Shannon Liss-Riordan, a partner at Lichten & Liss-Riordan in Boston, represents a large number of gig economy workers in ongoing cases. She agrees the ruling is narrow in scope: ‘The New Prime decision was an important decision on one discrete point, which was whether workers trying to invoke the transportation worker exemption to the FAA need to prove upfront they’re employees rather than independent contractors.

The Supreme Court said that that question doesn’t need to be decided upfront because independent contractors also fall under the exemption.’

Nonetheless, Liss-Riordan believes the ruling will help her push ahead with other cases involving gig economy workers. ‘I’ve been arguing the transportation worker exemption for years in a number of my gig economy cases and that, unfortunately, was put on hold until the Supreme Court decided this New Prime case,’ she says. ‘The New Prime decision allows me to press forward with these arguments, but we still have a battle ahead on this interstate commerce issue.’

Colvin says the students have used their bargaining power effectively to force firms to reassess their position on using these agreements on their own employees. ‘It’s a very hierarchical profession and these law students have the ability to use their voice to speak out against law firms,’ he says. ‘In a way, it’s very similar to what we’ve seen with the Google walkout; I think we’re seeing more appetite since #MeToo for people to express their interests or concerns publicly.’

Molly Coleman, an organiser with the Pipeline Parity Project and a student at Harvard, is hopeful the campaign can raise greater awareness of this issue among Big Law. ‘This is a problem that lawyers have created: lawyers are the ones writing forced arbitration provisions, putting them into contracts and enforcing them on behalf of their clients,’ she says.

Wilkinson, whose own firm abandoned the policy in 2018, says the campaign has forced law firms to sit up and take note. ‘Certainly among the major law firms this issue is front and centre,’ he says. ‘I can speak to my firm and to what I know other top firms are thinking about: for the larger firms it really seems like a no-brainer if they want to compete for talent.’

However, Bland is doubtful as to whether this movement can bring wider changes. ‘I think it’s a great sign and I think many law firms will back down,’ he says. ‘To the extent that students want to take the next step and say that they don’t want the law firm to help corporations do this to their own employees, I’ll be much more surprised to see that work.’
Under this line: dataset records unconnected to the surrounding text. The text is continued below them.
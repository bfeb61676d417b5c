//! Game configuration merging.
//!
//! Applies case-specific overrides to the default game configuration.

use anyhow::Result;
use mapworld::io::config::GameConfig;

use crate::case::CaseConfig;

/// Apply case configuration overrides to the base game config.
pub fn apply_case_config(mut base: GameConfig, overrides: &CaseConfig) -> Result<GameConfig> {
    if let Some(max_turns) = overrides.max_turns {
        base.max_turns = max_turns;
    }
    if let Some(reprompt) = overrides.reprompt {
        base.reprompt = reprompt;
    }
    if let Some(detect_loops) = overrides.detect_loops {
        base.detect_loops = detect_loops;
    }
    if let Some(graph_reasoning) = overrides.graph_reasoning {
        base.graph_reasoning = graph_reasoning;
    }
    if let Some(move_regex) = &overrides.move_regex {
        base.move_regex = move_regex.clone();
    }
    if let Some(stop_regex) = &overrides.stop_regex {
        base.stop_regex = stop_regex.clone();
    }
    if let Some(generation) = &overrides.generation {
        base.generation = generation.clone();
    }
    base.validate()?;
    Ok(base)
}

#[cfg(test)]
mod tests {
    use super::*;
    use mapworld::core::generator::GenerationPolicy;

    #[test]
    fn preserves_base_when_no_override() {
        let base = GameConfig {
            detect_loops: true,
            ..GameConfig::default()
        };
        let merged = apply_case_config(base.clone(), &CaseConfig::default()).expect("merge");
        assert_eq!(merged, base);
    }

    #[test]
    fn applies_overrides() {
        let overrides = CaseConfig {
            max_turns: Some(6),
            reprompt: Some(true),
            generation: Some(GenerationPolicy {
                target_nodes: 5,
                ..GenerationPolicy::default()
            }),
            ..CaseConfig::default()
        };
        let merged = apply_case_config(GameConfig::default(), &overrides).expect("merge");
        assert_eq!(merged.max_turns, 6);
        assert!(merged.reprompt);
        assert!(!merged.detect_loops);
        assert_eq!(merged.generation.target_nodes, 5);
    }

    #[test]
    fn rejects_zero_turns() {
        let overrides = CaseConfig {
            max_turns: Some(0),
            ..CaseConfig::default()
        };
        assert!(apply_case_config(GameConfig::default(), &overrides).is_err());
    }
}
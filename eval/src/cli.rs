//! CLI command implementations.

use std::path::Path;

use anyhow::{Context, Result, bail};
use tracing::{debug, info};

use crate::case::{CaseFile, discover_cases, validate_case_id};
use crate::outcome::Outcome;
use crate::report::{Mean, aggregate};
use crate::run::{RunLocation, run_case};

/// List all available cases.
pub fn list_cases(repo_root: &Path) -> Result<()> {
    let cases_dir = repo_root.join("eval").join("cases");
    let cases = discover_cases(&cases_dir)?;
    for case in cases {
        println!(
            "{}\t{}\t{}",
            case.case.id,
            case.experiment.player.name(),
            case.case.description
        );
    }
    Ok(())
}

/// Run a case by id (optionally multiple times).
pub fn run_case_by_id(repo_root: &Path, case_id: &str, runs: u32) -> Result<()> {
    validate_case_id(case_id)?;
    let cases_dir = repo_root.join("eval").join("cases");
    let case_path = cases_dir.join(format!("{case_id}.toml"));
    if !case_path.exists() {
        bail!("case {} not found at {}", case_id, case_path.display());
    }
    let case = CaseFile::load(&case_path).context("load case")?;
    debug!(case_id, runs, "case loaded");

    let results_base = repo_root.join("eval").join("results");
    let location = RunLocation {
        repo_root,
        case_path: &case_path,
        results_base: &results_base,
    };

    info!(case_id, runs, "starting runs");
    for run_num in 1..=runs {
        debug!(case_id, run_num, runs, "starting run");
        let outcome = run_case(&location, &case).context("run case")?;
        println!(
            "run: case={} eval_run_id={} episodes={} success={} fail={} aborted={} turn_limit={} results={}",
            case_id,
            outcome.eval_run_id,
            outcome.episodes.len(),
            outcome.count(Outcome::Success),
            outcome.count(Outcome::Fail),
            outcome.count(Outcome::Aborted),
            outcome.count(Outcome::TurnLimit),
            outcome.results_dir.display()
        );
    }
    Ok(())
}

/// Show aggregated results for a case.
pub fn report_case(repo_root: &Path, case_id: &str) -> Result<()> {
    validate_case_id(case_id)?;
    let results_dir = repo_root.join("eval").join("results").join(case_id);
    let (summary, warnings) = aggregate(&results_dir)?;
    println!(
        "report: case={} runs={} episodes={}",
        case_id, summary.runs, summary.episodes
    );
    println!(
        "report: success={} fail={} aborted={} turn_limit={}",
        summary.success, summary.fail, summary.aborted, summary.turn_limit
    );
    print_mean("exploration", &summary.exploration);
    print_mean("efficiency", &summary.efficiency);
    print_mean("bench_score", &summary.bench_score);
    if let Some(avg) = summary.avg_duration_secs {
        println!("report: avg_duration_secs={:.2}", avg);
    }
    for (label, (passed, total)) in summary.check_pass_rates {
        println!("report: check {} {}/{}", label, passed, total);
    }
    for warning in warnings {
        eprintln!("warning: {}", warning);
    }
    Ok(())
}

fn print_mean(name: &str, mean: &Mean) {
    match mean.value() {
        Some(value) => println!("report: avg_{name}={value:.2} (n={})", mean.samples()),
        None => println!("report: avg_{name}=not applicable"),
    }
}

/// Remove stored results for a case.
pub fn clean_case(repo_root: &Path, case_id: &str) -> Result<()> {
    validate_case_id(case_id)?;
    let case_results = repo_root.join("eval").join("results").join(case_id);
    if case_results.exists() {
        std::fs::remove_dir_all(&case_results)
            .with_context(|| format!("remove {}", case_results.display()))?;
    }

    println!("clean: case={} results={}", case_id, case_results.display());
    Ok(())
}
//! Stable exit codes for `mapworld` commands.

/// Command succeeded; for `play`, the episode ended with `DONE`.
pub const OK: i32 = 0;
/// Invalid input, config or instance, or any other error.
pub const INVALID: i32 = 1;
/// `mapworld play` ended with an aborted episode.
pub const ABORTED: i32 = 2;
/// `mapworld play` hit the turn limit before `DONE`.
pub const TURN_LIMIT: i32 = 3;
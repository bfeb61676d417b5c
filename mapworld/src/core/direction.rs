//! Compass directions and grid coordinates.
//!
//! The delta table is fixed: `north=(0,1)`, `south=(0,-1)`, `east=(1,0)`,
//! `west=(-1,0)`. Every edge in a [`Graph`](crate::core::graph::Graph) joins
//! two coordinates that differ by exactly one of these deltas.

use std::fmt;

use serde::{Deserialize, Serialize};

/// Integer grid coordinate. Serialized as `[x, y]`.
#[derive(Debug, Clone, Copy, PartialEq, Eq, Hash, PartialOrd, Ord, Serialize, Deserialize)]
#[serde(from = "(i32, i32)", into = "(i32, i32)")]
pub struct Coord {
    pub x: i32,
    pub y: i32,
}

impl Coord {
    pub const fn new(x: i32, y: i32) -> Self {
        Self { x, y }
    }

    /// Coordinate one grid step away in `direction`.
    pub fn offset(self, direction: Direction) -> Self {
        let (dx, dy) = direction.delta();
        Self::new(self.x + dx, self.y + dy)
    }

    /// True if the coordinate lies inside a `width x height` grid anchored at the origin.
    pub fn within(self, width: u32, height: u32) -> bool {
        self.x >= 0 && self.y >= 0 && (self.x as u32) < width && (self.y as u32) < height
    }
}

impl From<(i32, i32)> for Coord {
    fn from((x, y): (i32, i32)) -> Self {
        Self::new(x, y)
    }
}

impl From<Coord> for (i32, i32) {
    fn from(coord: Coord) -> Self {
        (coord.x, coord.y)
    }
}

impl fmt::Display for Coord {
    fn fmt(&self, f: &mut fmt::Formatter<'_>) -> fmt::Result {
        write!(f, "({}, {})", self.x, self.y)
    }
}

/// One of the four traversable compass directions.
#[derive(Debug, Clone, Copy, PartialEq, Eq, Hash, PartialOrd, Ord, Serialize, Deserialize)]
#[serde(rename_all = "lowercase")]
pub enum Direction {
    North,
    South,
    East,
    West,
}

impl Direction {
    /// Canonical order used whenever directions are listed.
    pub const ALL: [Direction; 4] = [
        Direction::North,
        Direction::South,
        Direction::East,
        Direction::West,
    ];

    pub const fn delta(self) -> (i32, i32) {
        match self {
            Direction::North => (0, 1),
            Direction::South => (0, -1),
            Direction::East => (1, 0),
            Direction::West => (-1, 0),
        }
    }

    pub const fn opposite(self) -> Self {
        match self {
            Direction::North => Direction::South,
            Direction::South => Direction::North,
            Direction::East => Direction::West,
            Direction::West => Direction::East,
        }
    }

    pub const fn as_str(self) -> &'static str {
        match self {
            Direction::North => "north",
            Direction::South => "south",
            Direction::East => "east",
            Direction::West => "west",
        }
    }

    /// Parse a direction name, ignoring case and surrounding whitespace.
    pub fn parse(raw: &str) -> Option<Self> {
        let trimmed = raw.trim();
        Direction::ALL
            .into_iter()
            .find(|direction| direction.as_str().eq_ignore_ascii_case(trimmed))
    }
}

impl fmt::Display for Direction {
    fn fmt(&self, f: &mut fmt::Formatter<'_>) -> fmt::Result {
        f.write_str(self.as_str())
    }
}

/// Direction that leads from `from` to `to` in one grid step, if any.
pub fn direction_between(from: Coord, to: Coord) -> Option<Direction> {
    Direction::ALL
        .into_iter()
        .find(|direction| from.offset(*direction) == to)
}

/// Join directions as a comma-separated list for prompts.
pub fn format_directions(directions: &[Direction]) -> String {
    directions
        .iter()
        .map(|direction| direction.as_str())
        .collect::<Vec<_>>()
        .join(", ")
}

#[cfg(test)]
mod tests {
    use super::*;

    #[test]
    fn opposite_is_an_involution_and_negates_delta() {
        for direction in Direction::ALL {
            assert_eq!(direction.opposite().opposite(), direction);
            let (dx, dy) = direction.delta();
            assert_eq!(direction.opposite().delta(), (-dx, -dy));
        }
    }

    #[test]
    fn direction_between_inverts_offset() {
        let origin = Coord::new(2, 3);
        for direction in Direction::ALL {
            let next = origin.offset(direction);
            assert_eq!(direction_between(origin, next), Some(direction));
            assert_eq!(direction_between(next, origin), Some(direction.opposite()));
        }
        assert_eq!(direction_between(origin, Coord::new(3, 4)), None);
        assert_eq!(direction_between(origin, origin), None);
    }

    #[test]
    fn parse_ignores_case_and_whitespace() {
        assert_eq!(Direction::parse(" North "), Some(Direction::North));
        assert_eq!(Direction::parse("WEST"), Some(Direction::West));
        assert_eq!(Direction::parse("up"), None);
    }

    #[test]
    fn within_checks_grid_bounds() {
        assert!(Coord::new(0, 0).within(3, 2));
        assert!(Coord::new(2, 1).within(3, 2));
        assert!(!Coord::new(3, 1).within(3, 2));
        assert!(!Coord::new(-1, 0).within(3, 2));
    }

    #[test]
    fn coord_serializes_as_pair() {
        let json = serde_json::to_string(&Coord::new(1, -2)).expect("serialize");
        assert_eq!(json, "[1,-2]");
        let back: Coord = serde_json::from_str("[4,5]").expect("deserialize");
        assert_eq!(back, Coord::new(4, 5));
    }
}
//! Per-episode checks and their recorded outcomes.
//!
//! Checks are judged against the score report of a finished episode. The
//! outcomes (expected and actual values) are written next to the episode as
//! `checks.json` so reports can compute pass rates per check.

use std::fs;
use std::path::Path;

use anyhow::{Context, Result, bail};
use mapworld::core::scorer::ScoreReport;
use mapworld::core::types::Outcome as EpisodeOutcome;
use serde::{Deserialize, Serialize};
use tracing::{debug, instrument};

/// How an episode is expected to end.
#[derive(Debug, Clone, Copy, PartialEq, Eq, Serialize, Deserialize)]
#[serde(rename_all = "snake_case")]
pub enum ExpectedOutcome {
    Success,
    Aborted,
    TurnLimit,
}

impl ExpectedOutcome {
    fn matches(self, outcome: EpisodeOutcome) -> bool {
        matches!(
            (self, outcome),
            (ExpectedOutcome::Success, EpisodeOutcome::Success)
                | (ExpectedOutcome::Aborted, EpisodeOutcome::Aborted(_))
                | (ExpectedOutcome::TurnLimit, EpisodeOutcome::TurnLimitReached)
        )
    }
}

/// Verification check applied to every episode of a case.
#[derive(Debug, Clone, PartialEq, Deserialize)]
#[serde(tag = "type", rename_all = "snake_case")]
pub enum Check {
    OutcomeIs { outcome: ExpectedOutcome },
    MinExploration { pct: f64 },
    MinEfficiency { pct: f64 },
    MaxInvalidMoves { count: usize },
}

impl Check {
    pub fn validate(&self) -> Result<()> {
        match self {
            Check::MinExploration { pct } | Check::MinEfficiency { pct } => {
                if !(0.0..=100.0).contains(pct) {
                    bail!("pct must be within [0, 100]");
                }
            }
            Check::OutcomeIs { .. } | Check::MaxInvalidMoves { .. } => {}
        }
        Ok(())
    }
}

/// Collected check outcomes for one episode.
#[derive(Debug, Clone, PartialEq, Serialize, Deserialize)]
pub struct Judgment {
    pub checks: Vec<CheckOutcome>,
}

impl Judgment {
    pub fn passed(&self) -> bool {
        self.checks.iter().all(CheckOutcome::passed)
    }
}

/// Result of judging a single check.
#[derive(Debug, Clone, PartialEq, Serialize, Deserialize)]
#[serde(tag = "type", rename_all = "snake_case")]
pub enum CheckOutcome {
    OutcomeIs {
        expected: ExpectedOutcome,
        actual: EpisodeOutcome,
        passed: bool,
    },
    MinExploration {
        pct: f64,
        actual: f64,
        passed: bool,
    },
    MinEfficiency {
        pct: f64,
        actual: f64,
        passed: bool,
    },
    MaxInvalidMoves {
        count: usize,
        actual: usize,
        passed: bool,
    },
}

impl CheckOutcome {
    pub fn passed(&self) -> bool {
        match self {
            CheckOutcome::OutcomeIs { passed, .. }
            | CheckOutcome::MinExploration { passed, .. }
            | CheckOutcome::MinEfficiency { passed, .. }
            | CheckOutcome::MaxInvalidMoves { passed, .. } => *passed,
        }
    }

    /// Stable label used to group outcomes across episodes.
    pub fn label(&self) -> String {
        match self {
            CheckOutcome::OutcomeIs { expected, .. } => format!("outcome_is({expected:?})"),
            CheckOutcome::MinExploration { pct, .. } => format!("min_exploration({pct})"),
            CheckOutcome::MinEfficiency { pct, .. } => format!("min_efficiency({pct})"),
            CheckOutcome::MaxInvalidMoves { count, .. } => format!("max_invalid_moves({count})"),
        }
    }
}

/// Judge all checks against a scored episode.
#[instrument(skip_all, fields(check_count = checks.len()))]
pub fn judge_episode(checks: &[Check], report: &ScoreReport) -> Judgment {
    let outcomes = checks
        .iter()
        .map(|check| {
            let outcome = match *check {
                Check::OutcomeIs { outcome } => CheckOutcome::OutcomeIs {
                    expected: outcome,
                    actual: report.outcome,
                    passed: outcome.matches(report.outcome),
                },
                Check::MinExploration { pct } => CheckOutcome::MinExploration {
                    pct,
                    actual: report.exploration_pct,
                    passed: report.exploration_pct >= pct,
                },
                Check::MinEfficiency { pct } => CheckOutcome::MinEfficiency {
                    pct,
                    actual: report.efficiency_pct,
                    passed: report.efficiency_pct >= pct,
                },
                Check::MaxInvalidMoves { count } => CheckOutcome::MaxInvalidMoves {
                    count,
                    actual: report.invalid_moves,
                    passed: report.invalid_moves <= count,
                },
            };
            debug!(check = %outcome.label(), passed = outcome.passed(), "check result");
            outcome
        })
        .collect();
    Judgment { checks: outcomes }
}

pub fn write_judgment(path: &Path, judgment: &Judgment) -> Result<()> {
    let contents = serde_json::to_string_pretty(judgment).context("serialize checks")?;
    fs::write(path, format!("{contents}\n"))
        .with_context(|| format!("write {}", path.display()))?;
    Ok(())
}

pub fn load_judgment(path: &Path) -> Result<Judgment> {
    let contents = fs::read_to_string(path).with_context(|| format!("read {}", path.display()))?;
    serde_json::from_str(&contents).with_context(|| format!("parse {}", path.display()))
}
It’s also worth noting that Google’s pledge to ban mandatory arbitration applies to current and future employees, not contractors, which make up a large part of its global workforce. When pressed on this point by Global Insight, a company spokesperson said: ‘While we don’t control the employment agreements of our extended workforce, we will be notifying our suppliers of the change so that they can consider whether a similar approach is appropriate for them.

We will also be removing workplace arbitration requirements from our own agreements with our extended workforce.’

Clearly, it will take steps like these and more if we’re to see meaningful change. Coleman hopes her group’s focus on changing Big Law’s views on mandatory arbitration will make more companies realise that such policies don’t serve the interests of employees, employers or indeed any third parties with which they work.

‘In focusing on law firms’ use of forced arbitration in their own employment contracts, we’re hoping to create a culture within the legal profession that understands that the use of forced arbitration is unconscionable in all circumstances,’ she says. ‘Much like how attorneys started refusing to work for tobacco companies, even when their firms represented those companies, we hope to change the culture so that no lawyer feels comfortable devoting their billable hours to enforcing these clauses.’